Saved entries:

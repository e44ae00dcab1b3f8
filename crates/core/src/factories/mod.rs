//! Resource factories.
//!
//! A factory recognises a fixed nested shape under an item's first non-empty answer, builds a resource
//! from the shape's sub-items, registers it with the bundle and hands back the reference item
//! that replaces the subtree. The registry is closed and tried in registration order.

mod hospitalization;
mod immunization;
mod organization;

pub use hospitalization::HospitalizationFactory;
pub use immunization::ImmunizationFactory;
pub use organization::OrganizationFactory;

use crate::answers::Item;
use crate::context::ConversionContext;
use crate::dispatcher::Dispatcher;
use crate::pruning::{is_empty_answer, is_empty_item};
use crate::{ConversionError, ConversionResult};
use fhir::{Coding, ExtractedResource, FhirDateTime, ResponseItem, TypedValue};

pub trait ResourceFactory: Send + Sync {
    /// Short name, used in logs.
    fn name(&self) -> &'static str;

    /// Returns `true` if `item` has the shape this factory owns. Empty answers and items are
    /// skipped when looking for the shape.
    fn recognizes(&self, dispatcher: &Dispatcher, item: &Item) -> bool;

    /// Builds the resource from a recognised item without registering it.
    ///
    /// # Errors
    ///
    /// Returns [`ConversionError::MissingSubItem`] if a required sub-item is absent, or any
    /// error from resolving the sub-item values.
    fn extract(
        &self,
        ctx: &mut ConversionContext<'_>,
        item: &Item,
    ) -> ConversionResult<ExtractedResource>;

    /// Extracts and registers the resource, returning the item that stands in for the subtree.
    fn build(
        &self,
        ctx: &mut ConversionContext<'_>,
        item: &Item,
    ) -> ConversionResult<ResponseItem> {
        let resource = self.extract(ctx, item)?;
        let reference = ctx.register(resource);
        Ok(ResponseItem::reference(item.link_id.clone(), reference))
    }
}

/// Organization, Hospitalization, Immunization.
pub fn standard_factories() -> Vec<Box<dyn ResourceFactory>> {
    vec![
        Box::new(OrganizationFactory),
        Box::new(HospitalizationFactory),
        Box::new(ImmunizationFactory),
    ]
}

/// First non-empty child item of the first non-empty answer, where resource subtrees nest.
fn first_nested_item<'i>(dispatcher: &Dispatcher, item: &'i Item) -> Option<&'i Item> {
    item.answers
        .iter()
        .find(|a| !is_empty_answer(dispatcher, a))?
        .items
        .iter()
        .find(|i| !is_empty_item(dispatcher, i))
}

/// Returns `true` if the item's nested shape carries `link_id`.
pub(crate) fn has_nested_shape(dispatcher: &Dispatcher, item: &Item, link_id: &str) -> bool {
    first_nested_item(dispatcher, item).is_some_and(|shape| shape.link_id == link_id)
}

/// The nested shape of a recognised item.
pub(crate) fn nested_shape<'i>(
    dispatcher: &Dispatcher,
    item: &'i Item,
    link_id: &str,
) -> ConversionResult<&'i Item> {
    first_nested_item(dispatcher, item)
        .filter(|shape| shape.link_id == link_id)
        .ok_or_else(|| ConversionError::MissingSubItem {
            parent: item.link_id.to_string(),
            expected: link_id.to_string(),
        })
}

/// Named access to the direct children of a resource shape or group.
#[derive(Clone, Copy, Debug)]
pub(crate) struct SubItems<'i> {
    parent: &'i Item,
}

impl<'i> SubItems<'i> {
    pub(crate) fn of(parent: &'i Item) -> Self {
        Self { parent }
    }

    /// First non-empty child with `link_id`.
    pub(crate) fn find(&self, ctx: &ConversionContext<'_>, link_id: &str) -> Option<&'i Item> {
        self.parent
            .items
            .iter()
            .find(|i| i.link_id == link_id && !is_empty_item(ctx.dispatcher(), i))
    }

    pub(crate) fn require(
        &self,
        ctx: &ConversionContext<'_>,
        link_id: &str,
    ) -> ConversionResult<&'i Item> {
        self.find(ctx, link_id)
            .ok_or_else(|| self.missing(link_id))
    }

    fn missing(&self, link_id: &str) -> ConversionError {
        ConversionError::MissingSubItem {
            parent: self.parent.link_id.to_string(),
            expected: link_id.to_string(),
        }
    }

    /// A nested group, if present.
    pub(crate) fn group(&self, ctx: &ConversionContext<'_>, link_id: &str) -> Option<Self> {
        self.find(ctx, link_id).map(Self::of)
    }

    /// Value of the first value-bearing answer of the child `link_id`.
    pub(crate) fn value(
        &self,
        ctx: &ConversionContext<'_>,
        link_id: &str,
    ) -> ConversionResult<Option<TypedValue>> {
        let Some(item) = self.find(ctx, link_id) else {
            return Ok(None);
        };
        match item.answers.iter().find(|a| ctx.has_value(a)) {
            Some(answer) => ctx.resolve(answer).map(Some),
            None => Ok(None),
        }
    }

    fn required_value(
        &self,
        ctx: &ConversionContext<'_>,
        link_id: &str,
    ) -> ConversionResult<TypedValue> {
        self.value(ctx, link_id)?
            .ok_or_else(|| self.missing(link_id))
    }

    /// Free text from a string or URI answer.
    pub(crate) fn text(
        &self,
        ctx: &ConversionContext<'_>,
        link_id: &str,
    ) -> ConversionResult<Option<String>> {
        self.value(ctx, link_id)?
            .map(|v| expect_text(link_id, v))
            .transpose()
    }

    pub(crate) fn required_text(
        &self,
        ctx: &ConversionContext<'_>,
        link_id: &str,
    ) -> ConversionResult<String> {
        expect_text(link_id, self.required_value(ctx, link_id)?)
    }

    pub(crate) fn coding(
        &self,
        ctx: &ConversionContext<'_>,
        link_id: &str,
    ) -> ConversionResult<Option<Coding>> {
        self.value(ctx, link_id)?
            .map(|v| expect_coding(link_id, v))
            .transpose()
    }

    pub(crate) fn required_coding(
        &self,
        ctx: &ConversionContext<'_>,
        link_id: &str,
    ) -> ConversionResult<Coding> {
        expect_coding(link_id, self.required_value(ctx, link_id)?)
    }

    /// A date-time, promoting date answers.
    pub(crate) fn date_time(
        &self,
        ctx: &ConversionContext<'_>,
        link_id: &str,
    ) -> ConversionResult<Option<FhirDateTime>> {
        self.value(ctx, link_id)?
            .map(|v| expect_date_time(link_id, v))
            .transpose()
    }

    pub(crate) fn required_date_time(
        &self,
        ctx: &ConversionContext<'_>,
        link_id: &str,
    ) -> ConversionResult<FhirDateTime> {
        expect_date_time(link_id, self.required_value(ctx, link_id)?)
    }
}

fn unexpected(link_id: &str, expected: &'static str, found: &TypedValue) -> ConversionError {
    ConversionError::UnexpectedValue {
        link_id: link_id.to_string(),
        expected,
        found: found.kind(),
    }
}

fn expect_text(link_id: &str, value: TypedValue) -> ConversionResult<String> {
    match value {
        TypedValue::String(s) | TypedValue::Uri(s) => Ok(s),
        other => Err(unexpected(link_id, "string", &other)),
    }
}

fn expect_coding(link_id: &str, value: TypedValue) -> ConversionResult<Coding> {
    match value {
        TypedValue::Coding(c) => Ok(c),
        other => Err(unexpected(link_id, "coding", &other)),
    }
}

fn expect_date_time(link_id: &str, value: TypedValue) -> ConversionResult<FhirDateTime> {
    match value {
        TypedValue::DateTime(dt) => Ok(dt),
        TypedValue::Date(d) => Ok(FhirDateTime::from_date(d)),
        other => Err(unexpected(link_id, "dateTime", &other)),
    }
}

#[cfg(test)]
pub(crate) mod test_support {
    use super::ResourceFactory;
    use crate::answers::Item;
    use crate::code_systems::CodeSystems;
    use crate::context::ConversionContext;
    use crate::dispatcher::Dispatcher;
    use crate::ConversionResult;
    use fhir::{BundleBuilder, ResponseItem};
    use intake_uuid::SequentialIdSource;

    pub(crate) fn item(value: serde_json::Value) -> Item {
        serde_json::from_value(value).expect("valid item json")
    }

    pub(crate) fn recognizes(factory: &dyn ResourceFactory, item: &Item) -> bool {
        factory.recognizes(&Dispatcher::standard(), item)
    }

    /// Runs `factory.build` against a fresh context with sequential identifiers.
    pub(crate) fn build(
        factory: &dyn ResourceFactory,
        item: &Item,
    ) -> (ConversionResult<ResponseItem>, BundleBuilder) {
        let dispatcher = Dispatcher::standard();
        let tables = CodeSystems::bundled().expect("bundled tables");
        let mut ids = SequentialIdSource::new();
        let mut bundle = BundleBuilder::new();
        let result = {
            let mut ctx = ConversionContext::new(&dispatcher, &tables, &mut ids, &mut bundle);
            factory.build(&mut ctx, item)
        };
        (result, bundle)
    }
}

_Requirement_
A word-for-word copy of the lines above from the one with "with sequential identifiers." through the one with "let mut ids", inclusive, is the only output wanted.

_Completed exercise_
    /// Runs `factory.build` against a fresh context with sequential identifiers.
    pub(crate) fn build(
        factory: &dyn ResourceFactory,
        item: &Item,
    ) -> (ConversionResult<ResponseItem>, BundleBuilder) {
        let dispatcher = Dispatcher::standard();
        let tables = CodeSystems::bundled().expect("bundled tables");
        let mut ids = SequentialIdSource::new();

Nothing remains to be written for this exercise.